Tools for success: Proposal resurrected for new Chattanooga vocational high school

photo County commissioner Tim Boyd looks over architectural drawings for a proposed vocational high school he'd like to see built on the Chattanooga State Community College campus.

Every student gets an iPad at the STEM School, a Hamilton County high school on the campus of Chattanooga State Community College.

Tim Boyd already has a slogan for the new vocational high school he'd like to see built right next door.

"Everybody gets a wrench," said Boyd, a county commissioner who represents East Ridge.

Not every student wants - or needs - a four-year college degree, and industries in the greater Chattanooga area have a hard time finding qualified employees, Boyd said.

So he thinks a vocational high school - like Kirkman High School that operated for decades in downtown Chattanooga - could be built for $15 million to $18 million at Chattanooga State to help high school students find good-paying jobs and improve the labor pool for employers.

"Can it happen? Yes. Will it happen? I don't know," Boyd said. "I just think it's an idea that the public needs to be aware of."

Shop class is making a comeback, according to Bloomberg Businessweek, which writes that this year, for the first time in a decade, the federal government increased funding for high school and college vocational education, to $1.1 billion.

Hamilton County Schools Superintendent Rick Smith said the idea of a vocational and technical high school has been come up before.

"It's not necessarily a new idea," said Smith. "I think Chatt State might be one of the places to look at. ... It's centrally located in the county."

The school district already has Sequoyah High School, he said. It's a 346-student vocational high school in Soddy-Daisy that offers such classes as auto mechanics, welding, carpentry, cosmetology and early childhood education. And other high schools offer vocational classes, Smith said.

When the school district last brought a list of six projects it wanted funded to the County Commission, a vocational school wasn't included, he said.

Due to the technical nature of the coursework, a vocational school would be "quite expensive," Smith said.

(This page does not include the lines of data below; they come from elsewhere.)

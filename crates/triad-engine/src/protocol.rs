//! Messages re-broadcast over the admin surface's `/api/events` SSE endpoint
//! (§6) and carried on the internal [`event_bus`](crate::event_bus).
//!
//! Every [`SyncEvent`](triad_core::types::SyncEvent) that enters the
//! controller, and every notable outcome of an orchestration pass, is wrapped
//! in a [`BridgeMessage`] and published so connected admin UIs see sync
//! activity live.

use serde::{Deserialize, Serialize};
use uuid::Uuid;

#[derive(Debug, Clone, Serialize, Deserialize)]
#[serde(tag = "type", content = "payload")]
#[serde(rename_all = "snake_case")]
pub enum BridgeMessage {
    /// A sync orchestration pass started for a project (or all projects).
    SyncStarted {
        correlation_id: Uuid,
        project_identifier: Option<String>,
    },
    /// A sync orchestration pass finished.
    SyncFinished {
        correlation_id: Uuid,
        project_identifier: Option<String>,
        issues_synced: u64,
        errors: u64,
        duration_ms: u64,
    },
    /// A single issue was created, updated, or deleted on a target system.
    IssueChanged {
        project_identifier: String,
        h_identifier: String,
        target_system: String,
        kind: String,
    },
    /// An issue entered a "needs review" status and a [`ReviewRequest`]
    /// (§3) was handed off.
    ReviewRequested {
        project_identifier: String,
        h_identifier: String,
        status: String,
    },
    /// A recoverable error occurred during a sync pass; surfaced for
    /// observability, not a hard failure.
    SyncError {
        correlation_id: Uuid,
        project_identifier: Option<String>,
        message: String,
    },
    /// Config was reloaded via `PUT /api/config`.
    ConfigReloaded,
}
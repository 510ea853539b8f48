//! API key authentication middleware for the admin HTTP surface (C10, §6).
//!
//! When a configured API key is present, every request must carry it via
//! either the `X-API-Key` header or the `Authorization: Bearer <token>` header.
//! When no API key is configured (the `Option` is `None`), all requests are
//! allowed through (development mode).

use axum::{
    body::Body,
    http::{Request, Response, StatusCode},
    response::IntoResponse,
};
use std::sync::Arc;
use std::task::{Context, Poll};
use subtle::ConstantTimeEq;
use tower::{Layer, Service};

// ---------------------------------------------------------------------------
// AuthLayer
// ---------------------------------------------------------------------------

/// A [`tower::Layer`] that wraps services with [`AuthMiddleware`].
#[derive(Clone)]
pub struct AuthLayer {
    /// `None` = development mode (all requests pass through).
    api_key: Option<Arc<String>>,
}

impl AuthLayer {
    /// Create a new `AuthLayer`.
    ///
    /// * `api_key` -- `Some(key)` to enforce auth, `None` to allow all.
    pub fn new(api_key: Option<String>) -> Self {
        Self {
            api_key: api_key.map(Arc::new),
        }
    }
}

impl<S> Layer<S> for AuthLayer {
    type Service = AuthMiddleware<S>;

    fn layer(&self, inner: S) -> Self::Service {
        AuthMiddleware {
            inner,
            api_key: self.api_key.clone(),
        }
    }
}

// ---------------------------------------------------------------------------
// AuthMiddleware
// ---------------------------------------------------------------------------

/// The actual middleware service produced by [`AuthLayer`].
#[derive(Clone)]
pub struct AuthMiddleware<S> {
    inner: S,
    api_key: Option<Arc<String>>,
}

impl<S> Service<Request<Body>> for AuthMiddleware<S>
where
    S: Service<Request<Body>, Response = Response<Body>> + Clone + Send + 'static,
    S::Future: Send + 'static,
{
    type Response = S::Response;
    type Error = S::Error;
    type Future = std::pin::Pin<
        Box<dyn std::future::Future<Output = Result<Self::Response, Self::Error>> + Send>,
    >;

    fn poll_ready(&mut self, cx: &mut Context<'_>) -> Poll<Result<(), Self::Error>> {
        self.inner.poll_ready(cx)
    }

    fn call(&mut self, req: Request<Body>) -> Self::Future {
        let api_key = self.api_key.clone();
        let mut inner = self.inner.clone();

        Box::pin(async move {
            // If no API key is configured, pass through (dev mode).
            let expected = match api_key {
                Some(k) => k,
                None => return inner.call(req).await,
            };

            // Try X-API-Key header first, then Authorization: Bearer <token>.
            let provided = req
                .headers()
                .get("x-api-key")
                .and_then(|v| v.to_str().ok())
                .map(|s| s.to_string())
                .or_else(|| {
                    req.headers()
                        .get("authorization")
                        .and_then(|v| v.to_str().ok())
                        .and_then(|v| v.strip_prefix("Bearer "))
                        .map(|s| s.to_string())
                });

            match provided {
                Some(ref token) if bool::from(token.as_bytes().ct_eq(expected.as_bytes())) => {
                    inner.call(req).await
                }
                _ => {
                    let resp = (
                        StatusCode::UNAUTHORIZED,
                        axum::Json(serde_json::json!({"error": "unauthorized"})),
                    )
                        .into_response();
                    Ok(resp)
                }
            }
        })
    }
}

// ---------------------------------------------------------------------------
// Tests
// ---------------------------------------------------------------------------
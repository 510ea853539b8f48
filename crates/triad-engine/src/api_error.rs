//! HTTP API error types.
//!
//! Provides a unified `ApiError` enum for consistent error responses across
//! the HTTP API layer. Implements Axum's `IntoResponse` trait to automatically
//! convert errors into appropriate HTTP responses.

use axum::{
    http::StatusCode,
    response::{IntoResponse, Response},
    Json,
};
use serde_json::json;
use thiserror::Error;

// ---------------------------------------------------------------------------
// Error types
// ---------------------------------------------------------------------------

/// Errors that can occur in the HTTP API layer.
#[derive(Debug, Error)]
pub enum ApiError {
    /// The requested resource was not found.
    #[error("not found: {0}")]
    NotFound(String),

    /// The request was malformed or invalid.
    #[error("bad request: {0}")]
    BadRequest(String),

    /// An internal server error occurred.
    #[error("internal error: {0}")]
    InternalError(String),

    /// The request conflicts with in-progress state (e.g. a sync already running).
    #[error("conflict: {0}")]
    Conflict(String),

    /// Authentication failed or was missing.
    #[error("unauthorized: {0}")]
    Unauthorized(String),
}

// ---------------------------------------------------------------------------
// IntoResponse implementation
// ---------------------------------------------------------------------------

impl IntoResponse for ApiError {
    fn into_response(self) -> Response {
        let (status, error_message) = match self {
            ApiError::NotFound(msg) => (StatusCode::NOT_FOUND, msg),
            ApiError::BadRequest(msg) => (StatusCode::BAD_REQUEST, msg),
            ApiError::InternalError(msg) => (StatusCode::INTERNAL_SERVER_ERROR, msg),
            ApiError::Conflict(msg) => (StatusCode::CONFLICT, msg),
            ApiError::Unauthorized(msg) => (StatusCode::UNAUTHORIZED, msg),
        };

        let body = Json(json!({
            "error": error_message
        }));

        (status, body).into_response()
    }
}

// ---------------------------------------------------------------------------
// Tests
// ---------------------------------------------------------------------------

#[cfg(test)]
mod tests {
    use super::*;

    #[tokio::test]
    async fn test_not_found_response() {
        let error = ApiError::NotFound("task not found".to_string());
        let response = error.into_response();

        assert_eq!(response.status(), StatusCode::NOT_FOUND);

        let body = axum::body::to_bytes(response.into_body(), usize::MAX)
            .await
            .unwrap();
        let body_str = String::from_utf8(body.to_vec()).unwrap();

        assert!(body_str.contains("\"error\""));
        assert!(body_str.contains("task not found"));
    }

    #[tokio::test]
    async fn test_bad_request_response() {
        let error = ApiError::BadRequest("invalid input".to_string());
        let response = error.into_response();

        assert_eq!(response.status(), StatusCode::BAD_REQUEST);

        let body = axum::body::to_bytes(response.into_body(), usize::MAX)
            .await
            .unwrap();
        let body_str = String::from_utf8(body.to_vec()).unwrap();

        assert!(body_str.contains("\"error\""));
        assert!(body_str.contains("invalid input"));
    }

    #[tokio::test]
    async fn test_internal_error_response() {
        let error = ApiError::InternalError("database connection failed".to_string());
        let response = error.into_response();

        assert_eq!(response.status(), StatusCode::INTERNAL_SERVER_ERROR);

        let body = axum::body::to_bytes(response.into_body(), usize::MAX)
            .await
            .unwrap();
        let body_str = String::from_utf8(body.to_vec()).unwrap();

        assert!(body_str.contains("\"error\""));
        assert!(body_str.contains("database connection failed"));
    }
}
/// Build the payload for creating H's counterpart on System B, applying the
/// backlink-on-create rule and the `h:<identifier>` label.
pub fn new_issue_for_b(issue: &Issue) -> NewIssue {
    NewIssue {
        title: issue.title.clone(),
        description: Some(append_backlink(&issue.description, "System H", &issue.h_identifier, &issue.h_identifier)),
        status: Some(b_status_str(normalized_to_b_status(issue.status))),
        priority: None,
        labels: vec![backlink_label("h", &issue.h_identifier)],
        parent_key: None,
    }
}

/// Build the payload for creating B's (or V's) counterpart on System H.
pub fn new_issue_for_h(source_system: &str, key: &str, title: &str, description: &str, status: &str, id: &str) -> NewIssue {
    NewIssue {
        title: title.to_string(),
        description: Some(append_backlink(description, source_system, key, id)),
        status: Some(status.to_string()),
        priority: None,
        labels: Vec::new(),
        parent_key: None,
    }
}

fn v_status_to_normalized_status_str(issue: &Issue) -> String {
    v_status_to_normalized_roundtrip(issue.status)
}

fn v_status_to_normalized_roundtrip(status: triad_core::types::IssueStatus) -> String {
    normalized_to_v_status(status).to_string()
}

fn b_status_str(status: triad_core::status_map::BStatus) -> String {
    status.as_str().to_string()
}

/// Translate an H-observed status into B's forwarded vocabulary, honoring
/// the B status domain restriction is the *reverse* direction's concern
/// (conflict.rs); this direction (H→B) always forwards H's effective
/// status since H has no restricted domain.
pub fn h_status_for_b(h_status: &str) -> triad_core::status_map::BStatus {
    normalized_to_b_status(h_status_to_normalized(h_status))
}

/// Translate a V-observed status string into H's vocabulary string.
pub fn v_status_for_h(v_status: &str) -> &'static str {
    normalized_to_h_status(v_status_to_normalized(v_status))
}

// ---------------------------------------------------------------------------
// Cycle driver (§4.7 steps 1-6)
// ---------------------------------------------------------------------------

/// The three system clients a cycle needs. `vibe` is `None` when no V
/// endpoint is configured (V is optional per §9's tri-directional-with-
/// optional-V decision); `bd_bin` is the `bd` CLI binary name or path used
/// to construct a fresh [`BeadsClient`] per project repo.
pub struct CycleClients {
    pub huly: HulyClient,
    pub vibe: Option<VibeClient>,
    pub bd_bin: String,
}

/// Counters returned from one orchestration cycle; folded into the
/// `sync_runs_total`/`projects_processed`/`issues_synced` metrics by the
/// caller.
#[derive(Debug, Clone, Default)]
pub struct CycleReport {
    pub projects_processed: u32,
    pub issues_synced: u32,
    pub errors: u32,
}

fn activity_err<E: std::fmt::Display>(kind: triad_clients::error::ErrorKind, err: E) -> ActivityError {
    ActivityError::from_kind(kind, err.to_string())
}

fn store_err<E: std::fmt::Display>(err: E) -> ActivityError {
    ActivityError::NonRetryable(err.to_string())
}
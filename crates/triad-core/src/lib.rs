//! Core library for the sync bridge — the identity/mapping store, the
//! status/priority vocabulary mapper, the git and file-watching primitives
//! System B's activities ride on, and the configuration/settings layer.
//!
//! This crate deliberately knows nothing about HTTP, SSE, or workflow
//! scheduling — those live in `triad-clients` and `triad-engine`. What's
//! here is the durable state and the domain types everything else shares.

pub mod config;
pub mod dedupe;
pub mod file_watcher;
pub mod lockfile;
pub mod mapping_store;
pub mod repo;
pub mod settings;
pub mod status_map;
pub mod types;

#[cfg(feature = "libgit2")]
pub mod git2_ops;
impl MetricsCollector {
    /// Create a new empty collector.
    pub fn new() -> Self {
        Self {
            counters: RwLock::new(AHashMap::new()),
            gauges: RwLock::new(AHashMap::new()),
            histograms: RwLock::new(AHashMap::new()),
        }
    }

    /// Create a collector pre-loaded with the standard sync-service metrics.
    pub fn with_defaults() -> Self {
        let collector = Self::new();
        // Pre-register histograms with default buckets
        {
            let mut h = collector.histograms.write().unwrap();
            h.insert(
                "api_request_duration_seconds".to_string(),
                Histogram::new(default_duration_buckets()),
            );
            h.insert(
                "sync_duration_seconds".to_string(),
                Histogram::new(default_duration_buckets()),
            );
            h.insert(
                "h_api_latency_seconds".to_string(),
                Histogram::new(default_duration_buckets()),
            );
            h.insert(
                "v_api_latency_seconds".to_string(),
                Histogram::new(default_duration_buckets()),
            );
        }
        collector
    }

    // -- Counters -----------------------------------------------------------

    /// Increment a counter by 1.
    pub fn increment_counter(&self, name: &str, labels: &[(&str, &str)]) {
        self.increment_counter_by(name, labels, 1);
    }

    /// Increment a counter by an arbitrary amount.
    pub fn increment_counter_by(&self, name: &str, labels: &[(&str, &str)], amount: u64) {
        let key = (name.to_string(), Labels::new(labels));
        // Fast-path: read lock
        {
            let map = self.counters.read().unwrap();
            if let Some(c) = map.get(&key) {
                c.fetch_add(amount, Ordering::Relaxed);
                return;
            }
        }
        // Slow-path: write lock to insert
        let mut map = self.counters.write().unwrap();
        let c = map
            .entry(key)
            .or_insert_with(|| AtomicU64::new(0));
        c.fetch_add(amount, Ordering::Relaxed);
    }

    /// Get the current value of a counter.
    pub fn get_counter(&self, name: &str, labels: &[(&str, &str)]) -> u64 {
        let key = (name.to_string(), Labels::new(labels));
        let map = self.counters.read().unwrap();
        map.get(&key)
            .map(|c| c.load(Ordering::Relaxed))
            .unwrap_or(0)
    }

    // -- Gauges -------------------------------------------------------------

    /// Set a gauge to an absolute value.
    pub fn set_gauge(&self, name: &str, value: i64) {
        {
            let map = self.gauges.read().unwrap();
            if let Some(g) = map.get(name) {
                g.store(value, Ordering::Relaxed);
                return;
            }
        }
        let mut map = self.gauges.write().unwrap();
        let g = map
            .entry(name.to_string())
            .or_insert_with(|| AtomicI64::new(0));
        g.store(value, Ordering::Relaxed);
    }

    /// Get the current value of a gauge.
    pub fn get_gauge(&self, name: &str) -> i64 {
        let map = self.gauges.read().unwrap();
        map.get(name)
            .map(|g| g.load(Ordering::Relaxed))
            .unwrap_or(0)
    }

    // -- Histograms ---------------------------------------------------------

    /// Record a value into a histogram. If the histogram does not exist it is
    /// created with default duration buckets.
    pub fn record_histogram(&self, name: &str, value: f64) {
        {
            let map = self.histograms.read().unwrap();
            if let Some(h) = map.get(name) {
                h.observe(value);
                return;
            }
        }
        let mut map = self.histograms.write().unwrap();
        let h = map
            .entry(name.to_string())
            .or_insert_with(|| Histogram::new(default_duration_buckets()));
        h.observe(value);
    }

    // -- Export --------------------------------------------------------------

    /// Export all metrics in Prometheus text exposition format.
    pub fn export_prometheus(&self) -> String {
        let mut out = String::new();

        // Counters
        {
            let map = self.counters.read().unwrap();
            // Group by metric name for TYPE header
            let mut grouped: AHashMap<&str, Vec<(&Labels, u64)>> = AHashMap::new();
            for ((name, labels), val) in map.iter() {
                let v = val.load(Ordering::Relaxed);
                grouped
                    .entry(name.as_str())
                    .or_default()
                    .push((labels, v));
            }
            let mut names: Vec<&&str> = grouped.keys().collect();
            names.sort();
            for name in names {
                out.push_str(&format!("# TYPE {} counter\n", name));
                let entries = &grouped[name];
                for (labels, value) in entries {
                    out.push_str(&format!(
                        "{}{} {}\n",
                        name,
                        labels.prometheus_str(),
                        value
                    ));
                }
            }
        }

        // Gauges
        {
            let map = self.gauges.read().unwrap();
            let mut names: Vec<&String> = map.keys().collect();
            names.sort();
            for name in names {
                let val = map[name].load(Ordering::Relaxed);
                out.push_str(&format!("# TYPE {} gauge\n", name));
                out.push_str(&format!("{} {}\n", name, val));
            }
        }

        // Histograms
        {
            let map = self.histograms.read().unwrap();
            let mut names: Vec<&String> = map.keys().collect();
            names.sort();
            for name in names {
                let h = &map[name];
                out.push_str(&format!("# TYPE {} histogram\n", name));
                let mut cumulative = 0u64;
                for (i, boundary) in h.buckets.iter().enumerate() {
                    cumulative += h.counts[i].load(Ordering::Relaxed);
                    out.push_str(&format!(
                        "{}_bucket{{le=\"{}\"}} {}\n",
                        name, boundary, cumulative
                    ));
                }
                out.push_str(&format!("{}_bucket{{le=\"+Inf\"}} {}\n", name, h.get_count()));
                out.push_str(&format!("{}_sum {}\n", name, h.get_sum()));
                out.push_str(&format!("{}_count {}\n", name, h.get_count()));
            }
        }

        out
    }

    /// Export all metrics as a JSON value.
    pub fn export_json(&self) -> serde_json::Value {
        let mut counters_json = serde_json::Map::new();
        {
            let map = self.counters.read().unwrap();
            for ((name, labels), val) in map.iter() {
                let v = val.load(Ordering::Relaxed);
                let key = if labels.0.is_empty() {
                    name.clone()
                } else {
                    format!("{}{}", name, labels.prometheus_str())
                };
                counters_json.insert(key, serde_json::json!(v));
            }
        }

        let mut gauges_json = serde_json::Map::new();
        {
            let map = self.gauges.read().unwrap();
            for (name, val) in map.iter() {
                gauges_json.insert(
                    name.clone(),
                    serde_json::json!(val.load(Ordering::Relaxed)),
                );
            }
        }

        let mut histograms_json = serde_json::Map::new();
        {
            let map = self.histograms.read().unwrap();
            for (name, h) in map.iter() {
                let buckets: Vec<serde_json::Value> = h
                    .buckets
                    .iter()
                    .enumerate()
                    .map(|(i, b)| {
                        serde_json::json!({
                            "le": b,
                            "count": h.counts[i].load(Ordering::Relaxed),
                        })
                    })
                    .collect();
                histograms_json.insert(
                    name.clone(),
                    serde_json::json!({
                        "buckets": buckets,
                        "sum": h.get_sum(),
                        "count": h.get_count(),
                    }),
                );
            }
        }

        serde_json::json!({
            "counters": counters_json,
            "gauges": gauges_json,
            "histograms": histograms_json,
        })
    }
}
//! Sync controller (C6): per-project mutex, debounce, timeout, dry-run, and
//! event-to-workflow-type routing (§4.5).

use std::sync::atomic::{AtomicU64, Ordering};
use std::sync::Arc;
use std::time::Duration;

use dashmap::DashMap;
use tokio::sync::{Mutex as AsyncMutex, OwnedMutexGuard, RwLock, Semaphore};
use tracing::debug;

use triad_core::config::Config;
use triad_core::types::{EventSource, SyncEvent, WorkflowType};

/// Routing table (§4.5): which workflow type an event dispatches, per its source.
pub fn route(event: &SyncEvent) -> WorkflowType {
    match event.source {
        EventSource::Tick | EventSource::Manual => WorkflowType::Orchestration,
        EventSource::Webhook => WorkflowType::WebhookChange,
        EventSource::Sse => WorkflowType::VibeChange,
        EventSource::File => WorkflowType::BeadsChange,
    }
}

/// One project's exclusive-access lock, held for the duration of an
/// orchestration pass so overlapping triggers for the same project serialize.
pub struct ProjectPermit {
    _project_guard: OwnedMutexGuard<()>,
    _worker_permit: tokio::sync::OwnedSemaphorePermit,
}

pub struct SyncController {
    config: Arc<RwLock<Config>>,
    project_locks: DashMap<String, Arc<AsyncMutex<()>>>,
    worker_permits: Arc<Semaphore>,
    debounce_generations: DashMap<String, Arc<AtomicU64>>,
    dispatch_tx: flume::Sender<SyncEvent>,
}

impl SyncController {
    pub fn new(config: Config) -> (Self, flume::Receiver<SyncEvent>) {
        let max_workers = config.sync.max_workers.max(1) as usize;
        let (tx, rx) = flume::unbounded();
        let controller = Self {
            config: Arc::new(RwLock::new(config)),
            project_locks: DashMap::new(),
            worker_permits: Arc::new(Semaphore::new(max_workers)),
            debounce_generations: DashMap::new(),
            dispatch_tx: tx,
        };
        (controller, rx)
    }

    pub async fn is_dry_run(&self) -> bool {
        self.config.read().await.sync.dry_run
    }

    pub async fn debounce_duration(&self) -> Duration {
        Duration::from_millis(self.config.read().await.sync.debounce_ms)
    }

    /// Hard orchestration timeout per §4.5: default 2×T_tick.
    pub async fn orchestration_timeout(&self) -> Duration {
        Duration::from_millis(self.config.read().await.sync.sync_interval_ms * 2)
    }

    /// Atomically swap the active configuration between orchestrations
    /// (§4.5 "Config reload"). The worker semaphore's total permit count is
    /// intentionally left alone — resizing a live `Semaphore` is not
    /// supported, so a changed `max_workers` takes effect on next restart.
    pub async fn reload_config(&self, new_config: Config) {
        let mut guard = self.config.write().await;
        *guard = new_config;
    }

    pub async fn current_config(&self) -> Config {
        self.config.read().await.clone()
    }

    fn debounce_key(event: &SyncEvent) -> String {
        let project = event.project_identifier.as_deref().unwrap_or("*");
        format!("{project}:{:?}", route(event))
    }

    /// Accept an incoming event and debounce it: repeated events for the
    /// same `(project, workflow type)` arriving within the configured
    /// window collapse into a single dispatch of the *latest* event.
    pub async fn handle_event(self: &Arc<Self>, event: SyncEvent) {
        let key = Self::debounce_key(&event);
        let generation = self
            .debounce_generations
            .entry(key.clone())
            .or_insert_with(|| Arc::new(AtomicU64::new(0)))
            .clone();
        let my_generation = generation.fetch_add(1, Ordering::SeqCst) + 1;

        let debounce = self.debounce_duration().await;
        let controller = Arc::clone(self);
        tokio::spawn(async move {
            tokio::time::sleep(debounce).await;
            if generation.load(Ordering::SeqCst) == my_generation {
                debug!(correlation_id = %event.correlation_id, key = %key, "debounce window elapsed, dispatching");
                let _ = controller.dispatch_tx.send(event);
            } else {
                debug!(key = %key, "superseded by a later event within the debounce window");
            }
        });
    }

    /// Acquire the per-project mutex plus a global worker slot. Held by the
    /// caller for the duration of one orchestration pass.
    pub async fn acquire_project(&self, project_identifier: &str) -> ProjectPermit {
        let lock = self
            .project_locks
            .entry(project_identifier.to_string())
            .or_insert_with(|| Arc::new(AsyncMutex::new(())))
            .clone();
        let project_guard = lock.lock_owned().await;
        let worker_permit = Arc::clone(&self.worker_permits).acquire_owned().await.expect("worker semaphore never closes");
        ProjectPermit { _project_guard: project_guard, _worker_permit: worker_permit }
    }
}
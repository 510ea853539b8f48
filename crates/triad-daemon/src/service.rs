//! Builds and runs the daemon process: clients, mapping store, controller,
//! workflow handle, event sources, and the admin HTTP surface, all wired
//! together and driven to completion (or cooperative shutdown).

use std::collections::HashMap;
use std::sync::Arc;
use std::time::{Duration, Instant};

use anyhow::{Context, Result};
use tokio::sync::RwLock;
use tracing::{debug, error, info, warn};

use triad_clients::beads::resolve_repo_path_from_description;
use triad_clients::huly::HulyClient;
use triad_clients::vibe::VibeClient;
use triad_core::config::Config;
use triad_core::dedupe::DedupeIndex;
use triad_core::file_watcher::{FileWatcher, FileWatcherConfig};
use triad_core::mapping_store::MappingStore;
use triad_core::types::{EventKind, EventSource, Project, SyncEvent, WorkflowType};
use triad_engine::activities::{self, CycleClients};
use triad_engine::admin::{self, AdminState};
use triad_engine::controller::SyncController;
use triad_engine::event_sources::{sse_patch_to_event, BurstCoalescer, CoalesceDecision};
use triad_engine::protocol::BridgeMessage;
use triad_engine::workflow::{execute_activity, ActivityError, RetryPolicy, ScheduledWorkflowRunner, WorkflowHandle};
use triad_engine::EventBus;
use triad_resilience::shutdown::ShutdownSignal;

/// Everything one running daemon process needs. Built once at startup by
/// [`build`], then handed to [`run`] to actually drive the service loops.
pub struct ServiceContext {
    pub config: Config,
    pub store: Arc<MappingStore>,
    pub clients: Arc<CycleClients>,
    pub controller: Arc<SyncController>,
    pub dispatch_rx: flume::Receiver<SyncEvent>,
    pub workflow: Arc<WorkflowHandle>,
    pub event_bus: EventBus,
    pub admin_state: Arc<AdminState>,
}

/// Construct every long-lived component from `config`, without starting any
/// background loops. Split from [`run`] so tests can build a context without
/// binding sockets or spawning tasks.
pub async fn build(config: Config) -> Result<ServiceContext> {
    let store = MappingStore::open(&config.mapping_store.db_path)
        .await
        .context("opening mapping store")?;
    let store = Arc::new(store);

    let h_token = std::env::var(&config.clients.h_api_token_env).unwrap_or_default();
    let huly = HulyClient::new(config.clients.h_api_url.clone(), h_token, config.sync.api_delay_ms)
        .context("constructing H client")?;

    let vibe = match &config.clients.v_api_url {
        Some(url) => {
            let v_token = std::env::var(&config.clients.v_api_token_env).unwrap_or_default();
            Some(VibeClient::new(url.clone(), v_token, config.sync.api_delay_ms).context("constructing V client")?)
        }
        None => None,
    };

    let bd_bin = std::env::var("BD_BIN").unwrap_or_else(|_| "bd".to_string());
    let clients = Arc::new(CycleClients { huly, vibe, bd_bin });

    let (controller, dispatch_rx) = SyncController::new(config.clone());
    let controller = Arc::new(controller);

    let workflow = Arc::new(WorkflowHandle::new(WorkflowType::Orchestration));
    let event_bus = EventBus::new();
    let admin_state = Arc::new(AdminState::new(
        Arc::clone(&controller),
        Arc::clone(&workflow),
        event_bus.clone(),
    ));

    Ok(ServiceContext {
        config,
        store,
        clients,
        controller,
        dispatch_rx,
        workflow,
        event_bus,
        admin_state,
    })
}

Anyone proposing it would have to bring some money to the table, he said.

Boyd wants to approach area companies and see if they would contribute toward a vocational high school, which he envisions would have room for between 600 and 800 11th- and 12th-graders who would take classes to learn such things as measurements, fasteners, seals and lubrication.

"Will y'all go 50/50, if the county antes up half the cost?" Boyd said of the pitch he would like to make to businesses.

Boyd said putting the new high school on Chattanooga State's campus next to the STEM School would save money - the county wouldn't have to buy land or build infrastructure, and the STEM School's administration could run the vocational school, too.

Inner-city kids could get there, Boyd said, by flashing their school ID to get a free ride on a CARTA bus, which serves the campus.

Chattanooga State President Jim Catanzaro likes the idea of adding a vocational and technical high school to his campus alongside the STEM School and Collegiate High, a partnership with the Hamilton County Department of Education under which students can simultaneously earn high school and college credit.

"This is the one little slice that we can't address right now," Catanzaro said of vocational and technical education.

High school students could take such courses as welding, automotive and diesel mechanics alongside community college students, he said.

Catanzaro thinks a technological and vocational high school would help Hamilton County attract employers.

"We have a number of jobs that continuously keep opening up through various manufacturers that our work force isn't properly prepared to fill," he said.

County Mayor Jim Coppinger said he's been approached by several groups of people who would like to see a vocational high school built along the lines of Kirkman. It offered technical and vocational classes from 1928 to 1991 and was so well-loved that Kirkman graduates stay in touch through a website loaded with old photos, class reunion information and obituaries of alumni who live around the world.

"This comes up periodically," Coppinger said. "I'm always open and willing to listen. Obviously, we're a very fiscally conservative government - especially myself."

"I certainly support what Sequoyah's doing, and I support the concept of vocational schools," Coppinger said.

He said the county needs to consult with school officials when it decides to fund schools, though.

"I think we should listen to the people that do this every day - that being the superintendent and the school board."